++++ DATA LISTING ++++
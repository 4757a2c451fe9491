use std::path::PathBuf;

use clap::{Parser, Subcommand, ValueEnum};

#[derive(Parser)]
#[command(name = "jot")]
#[command(about = "Type a thought, keep it, list it, delete it")]
#[command(version)]
pub struct Cli {
    #[command(subcommand)]
    pub command: Option<Commands>,

    /// Directory holding the note database (defaults to JOT_DATA_DIR or the platform data dir)
    #[arg(long, global = true, value_name = "PATH")]
    pub data_dir: Option<PathBuf>,

    /// Quick capture: jot "my thought here"
    #[arg(trailing_var_arg = true)]
    pub note: Vec<String>,
}

#[derive(Subcommand)]
pub enum Commands {
    /// Create a new note
    #[command(alias = "new")]
    Add {
        /// Note content (read from stdin when omitted)
        content: Vec<String>,
    },
    /// List all notes, newest first
    #[command(alias = "ls")]
    List {
        /// Output as JSON
        #[arg(long)]
        json: bool,
    },
    /// Delete a note by id
    #[command(alias = "rm")]
    Delete {
        /// Note ID
        id: String,
    },
    /// Export all notes
    Export {
        /// Export format
        #[arg(long, value_enum, default_value_t = ExportFormat::Json)]
        format: ExportFormat,
        /// Optional output path (stdout when omitted)
        #[arg(short, long, value_name = "PATH")]
        output: Option<PathBuf>,
    },
}

#[derive(Clone, Copy, Debug, Eq, PartialEq, ValueEnum)]
pub enum ExportFormat {
    Json,
    Markdown,
}

impl From<ExportFormat> for jot_core::export::ExportFormat {
    fn from(format: ExportFormat) -> Self {
        match format {
            ExportFormat::Json => Self::Json,
            ExportFormat::Markdown => Self::Markdown,
        }
    }
}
++++
**YOUR TASK:** Return every record above. Copy each one exactly.

**WRITTEN RESPONSE:**
repository 4757a2c451fe9491
use std::path::PathBuf;

use clap::{Parser, Subcommand, ValueEnum};

#[derive(Parser)]
#[command(name = "jot")]
#[command(about = "Type a thought, keep it, list it, delete it")]
#[command(version)]
pub struct Cli {
    #[command(subcommand)]
    pub command: Option<Commands>,

    /// Directory holding the note database (defaults to JOT_DATA_DIR or the platform data dir)
    #[arg(long, global = true, value_name = "PATH")]
    pub data_dir: Option<PathBuf>,

    /// Quick capture: jot "my thought here"
    #[arg(trailing_var_arg = true)]
    pub note: Vec<String>,
}

#[derive(Subcommand)]
pub enum Commands {
    /// Create a new note
    #[command(alias = "new")]
    Add {
        /// Note content (read from stdin when omitted)
        content: Vec<String>,
    },
    /// List all notes, newest first
    #[command(alias = "ls")]
    List {
        /// Output as JSON
        #[arg(long)]
        json: bool,
    },
    /// Delete a note by id
    #[command(alias = "rm")]
    Delete {
        /// Note ID
        id: String,
    },
    /// Export all notes
    Export {
        /// Export format
        #[arg(long, value_enum, default_value_t = ExportFormat::Json)]
        format: ExportFormat,
        /// Optional output path (stdout when omitted)
        #[arg(short, long, value_name = "PATH")]
        output: Option<PathBuf>,
    },
}

#[derive(Clone, Copy, Debug, Eq, PartialEq, ValueEnum)]
pub enum ExportFormat {
    Json,
    Markdown,
}

impl From<ExportFormat> for jot_core::export::ExportFormat {
    fn from(format: ExportFormat) -> Self {
        match format {
            ExportFormat::Json => Self::Json,
            ExportFormat::Markdown => Self::Markdown,
        }
    }
}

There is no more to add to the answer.